Hmm, this box does have an unstable TSC, but doesn't sched_clock still
do rdtsc?

> 
> 
> > >  - It has grown a lot of slack. It's complex and hard to
> > >    read.
> > 
> > I admit, that it got over designed, and I'm all for 
> > replacing it. We were all involved in the initial 
> > design, [...]
> 
> Yes, by implication i definitely suck too, no argument 
> about that :-)
> 
> > [...] and I posted several versions of RFC when I 
> > created it. But I admit, it became complex, and now that 
> > we know what we want, we can take a step back and 
> > redesign a new one from scratch.
> > 
> > But until we do so, I'm continuing to support the 
> > current one, and adding small updates when needed.
> > 
> > > 
> > >  - Over the last year or so the majority of bleeding-edge
> > >    tracing developers have gradually migrated over to perf 
> > >    and 'perf trace' / 'perf probe' in particular. As far 
> > >    as the past two merge windows go they are 
> > >    out-developing the old ftrace UIs by a ratio of 4:1.
> > 
> > Of course a new project will be in a high state of flux. 
> > I'm quite satisfied with the interface with ftrace and 
> > did not feel that it needed changing.
> > 
> > > 
> > >    So this angle is becoming a prime thing to improve and
> > >    users and developers are hurting from the ftrace/perf
> > >    duality.
> > 
> > I agree.
> > 
> > > 
> > >  - [ While it's still a long way off, if this trend continues
> > >      we eventually might even be able to get rid of the 
> > >      /debug/tracing/ temporary debug API and get rid of 
> > >      the ugly in-kernel pretty-printing bits.

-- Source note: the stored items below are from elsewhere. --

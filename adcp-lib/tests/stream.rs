mod common;

use std::fs::File;
use std::io::{Seek, SeekFrom, Write};

use adcp::{
    decode_stream, Convention, Decoder, DecoderConfig, Error, FatalPolicy, Format, StreamDecoder,
};
use ndarray::array;

use common::*;

fn rtb_ensemble(ens_num: u32) -> Vec<u8> {
    let num = ens_num as f32;
    rtb_frame(
        ens_num,
        &[
            rtb_floats("E000003", &[&[num], &[0.5], &[-0.25], &[0.0]]),
            rtb_ensemble_data(ens_num as i32, 1, 4, 10),
        ],
    )
}

fn deployment_file(frames: &[Vec<u8>]) -> File {
    let mut file = tempfile::tempfile().unwrap();
    for (idx, frame) in frames.iter().enumerate() {
        // noise between frames, some of it looking like the start of a delimiter
        file.write_all(&vec![0x80; idx]).unwrap();
        file.write_all(&[0x01, 0x02, 0x03]).unwrap();
        file.write_all(frame).unwrap();
    }
    file.seek(SeekFrom::Start(0)).unwrap();
    file
}

#[test]
fn test_decode_file_with_noise() {
    let frames: Vec<Vec<u8>> = (1..=5).map(rtb_ensemble).collect();
    let file = deployment_file(&frames);

    let config = DecoderConfig::builder()
        .format(Format::Rtb)
        .read_size(7)
        .build();
    let decoded: Vec<_> = Decoder::new(config)
        .decode(file)
        .collect::<Result<_, _>>()
        .unwrap();

    assert_eq!(decoded.len(), 5);
    let mut expected_offset = 0;
    for (idx, item) in decoded.iter().enumerate() {
        expected_offset += idx + 3;
        assert_eq!(item.offset, Some(expected_offset));
        expected_offset += frames[idx].len();

        let ens = item.ensemble.ensemble_data.as_ref().unwrap();
        assert_eq!(ens.ensemble_number, idx as i32 + 1);
        assert!(item.warnings.is_empty(), "{:?}", item.warnings);
    }
}

#[test]
fn test_decode_converts_to_pd0() {
    let file = deployment_file(&[rtb_ensemble(9)]);
    let config = DecoderConfig::builder()
        .format(Format::Rtb)
        .convention(Convention::Pd0Compatible)
        .build();

    let decoded: Vec<_> = Decoder::new(config).decode(file).collect();
    assert_eq!(decoded.len(), 1);
    let ens = &decoded[0].as_ref().unwrap().ensemble;
    assert_eq!(ens.convention, Convention::Pd0Compatible);
    let vel = ens.earth_velocity.as_ref().unwrap();
    // earth coordinates keep their order
    assert_eq!(vel.values, array![[9000.0], [500.0], [-250.0], [0.0]]);
    assert_eq!(ens.ensemble_data.as_ref().unwrap().year, 24);
}

#[test]
fn test_pd0_stream_stays_pd0_by_default() {
    let frame = pd0_frame(&[
        pd0_fixed_leader(4, 1, 10, 0b0000_0111),
        pd0_velocity(&[&[10, 20, 30, 40]]),
    ]);
    let zult: Vec<_> = decode_stream(Format::Pd0, &frame[..]).collect();
    assert_eq!(zult.len(), 1);
    let ens = zult[0].as_ref().unwrap();
    assert_eq!(ens.convention, Convention::Pd0Compatible);
    assert_eq!(
        ens.beam_velocity.as_ref().unwrap().values,
        array![[10.0], [20.0], [30.0], [40.0]]
    );
}

#[test]
fn test_corrupt_frame_is_skipped() {
    let mut corrupt = rtb_ensemble(2);
    let last = corrupt.len() - 10;
    corrupt[last] ^= 0xff;
    let mut dat = rtb_ensemble(1);
    dat.extend_from_slice(&corrupt);
    dat.extend_from_slice(&rtb_ensemble(3));

    let mut stream = StreamDecoder::new(DecoderConfig::new(Format::Rtb));
    let mut zult = Vec::new();
    for chunk in dat.chunks(100) {
        zult.extend(stream.feed(chunk));
    }
    zult.extend(stream.finish());

    let numbers: Vec<_> = zult
        .iter()
        .map(|z| match z {
            Ok(decoded) => Ok(decoded.ensemble.ensemble_data.as_ref().unwrap().ensemble_number),
            Err(Error::ChecksumMismatch { .. }) => Err("checksum"),
            Err(err) => panic!("unexpected error: {err}"),
        })
        .collect();
    assert_eq!(numbers, vec![Ok(1), Err("checksum"), Ok(3)]);
}

#[test]
fn test_truncated_stream() {
    let frame = rtb_ensemble(1);
    let truncated = &frame[..frame.len() - 5];

    let lenient = Decoder::new(DecoderConfig::new(Format::Rtb)).decode(truncated);
    assert_eq!(lenient.count(), 0);

    let config = DecoderConfig::builder()
        .format(Format::Rtb)
        .strict(true)
        .policy(FatalPolicy::Abort)
        .build();
    let zult: Vec<_> = Decoder::new(config).decode(truncated).collect();
    assert!(
        matches!(zult[..], [Err(Error::IncompleteFrame { .. })]),
        "{zult:?}"
    );
}

fn decode_chunked(dat: &[u8], chunk: usize) -> Vec<Result<u32, String>> {
    let mut stream = StreamDecoder::new(DecoderConfig::new(Format::Rtb));
    let mut zult = Vec::new();
    for chunk in dat.chunks(chunk) {
        zult.extend(stream.feed(chunk));
    }
    zult.extend(stream.finish());
    zult.into_iter()
        .map(|z| match z {
            Ok(decoded) => {
                Ok(decoded.ensemble.ensemble_data.as_ref().unwrap().ensemble_number as u32)
            }
            Err(Error::InvalidHeader(msg)) => Err(msg),
            Err(err) => panic!("unexpected error: {err}"),
        })
        .collect()
}

fn stream_with_bad_size(size: u32, complement: u32) -> Vec<u8> {
    let mut dat = rtb_ensemble(1);
    dat[24..28].copy_from_slice(&size.to_le_bytes());
    dat[28..32].copy_from_slice(&complement.to_le_bytes());
    for num in 2..=4 {
        dat.extend_from_slice(&rtb_ensemble(num));
    }
    dat
}

#[test]
fn test_size_without_matching_complement_is_rejected() {
    let original = rtb_ensemble(1);
    let complement = u32::from_le_bytes(original[28..32].try_into().unwrap());
    let dat = stream_with_bad_size(100_000, complement);

    for chunk in [1, 100, dat.len()] {
        let zult = decode_chunked(&dat, chunk);
        assert_eq!(zult.len(), 4, "{zult:?}");
        assert!(
            matches!(&zult[0], Err(msg) if msg.contains("complement")),
            "{zult:?}"
        );
        assert_eq!(zult[1..], [Ok(2), Ok(3), Ok(4)]);
    }
}

#[test]
fn test_oversized_frame_is_cut_at_next_delimiter() {
    // header is self consistent but claims more bytes than precede the next frame
    let dat = stream_with_bad_size(100_000, !100_000);

    for chunk in [1, 100, dat.len()] {
        let zult = decode_chunked(&dat, chunk);
        assert_eq!(zult.len(), 4, "{zult:?}");
        assert!(
            matches!(&zult[0], Err(msg) if msg.contains("cut short")),
            "{zult:?}"
        );
        assert_eq!(zult[1..], [Ok(2), Ok(3), Ok(4)]);
    }
}

#[test]
fn test_unconvertible_record_becomes_warning() {
    let frame = rtb_frame(
        7,
        &[
            rtb_ensemble_data(7, 1, 4, 10),
            rtb_floats("E000004", &[&[10.0], &[20.0], &[30.0], &[40.0], &[50.0]]),
            rtb_floats("E000003", &[&[1.0], &[0.5], &[-0.25], &[0.0]]),
        ],
    );
    let config = DecoderConfig::builder()
        .format(Format::Rtb)
        .convention(Convention::Pd0Compatible)
        .build();
    let mut stream = StreamDecoder::new(config);
    let mut zult = stream.feed(&frame);
    zult.extend(stream.finish());

    assert_eq!(zult.len(), 1, "{zult:?}");
    let decoded = zult[0].as_ref().unwrap();
    let ens = &decoded.ensemble;
    assert_eq!(ens.convention, Convention::Pd0Compatible);
    assert!(ens.amplitude.is_none());
    assert_eq!(
        ens.earth_velocity.as_ref().unwrap().values,
        array![[1000.0], [500.0], [-250.0], [0.0]]
    );
    assert!(
        matches!(decoded.warnings[..], [Error::InvalidBeamCount(5)]),
        "{:?}",
        decoded.warnings
    );
}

This is 
> > >      good: it may make Andrew very happy for a change ;-)
> > 
> > So how do you plan on getting rid of the in-kernel 
> > pretty-printing bits and keeping the trace_dump_on_oops?  
> > There's a strong dependency between those two.
> 
> One approach would be to add a library that can turn the 
> specification into a pretty-print output - say in 
> tools/perf/lib/printlib/ (or lib/printlib/), and co-build 
> it both in perf and in the kernel.

Not sure how this would work. But wouldn't this be a nightmare for
package developers? What about other tools that use the perf interface.
You allow them right?

An ideal world, the kernel should have an awesome tracing infrastructure
that several tools could use.

> 
> That way we get most of the pretty-printing functionality 
> at oops (or critical event) time, but have it in a 
> manageable form.
> 
> > >      The main detail here to be careful of is that lots of
> > >      people are fond of the simplicity of the 
> > >      /debug/tracing/ debug UI, so when we replace it we 
> > >      want to do it by keeping that simple workflow (or 
> > >      best by making it even simpler). I have a few ideas 
> > >      how to do this.
> > 
> > Note, I still would not want to remove the /debug 
> > interface. It is a debug interface anyway. Having both a 
> > syscall access the functionality of the code and having 
> > a debug interface access it very trivial. This could 
> > also be a way we can debug the tool too.
> > 
> > We can officially support only the tool side, but why 
> > throw away the baby with the bath water?
> 
> As long as we declare it to go away the moment we have 
> something equivalent or better on the 'perf ftrace' / 
> 'ftrace' tool side, sure.
> 
> I worry about what Andrew mentioned a few months (years?) 
> ago: unintentional ABI tool bindings to /debug/tracing, 
> just due to us offering it.

Well, it is in the /debug fs. Depending on something called "debug" is
always a risk.

> 
> We want to gravitate towards offering one superb solution 
> for all the tracing goodies we've built and are going to 
> build.

Right, and lets make it so any utility could bind to it and perform
well.


> 
> 
> > >      There's also the detail that in some cases we want to
> > >      print events in the kernel in a human readable way: 
> > >      for example EDAC/MCE and other critical events,
> > >      trace-on-oops, etc. This too can be solved. ]
> > 
> > But if the code for trace-on-oops is there, then the 
> > pretty print code is also there.
> 
> Not if we share it with the user-space tool (in a generic 
> way) and drive it from the user-space side, not the kernel 
> side.
> 
> The executable instructions will still be there in the 
> kernel, for those relatively rare cases that need it (lets 
> face it, the usage proportion between ordinary tracing and 
> dump-on-oops is probably 1:100 or worse).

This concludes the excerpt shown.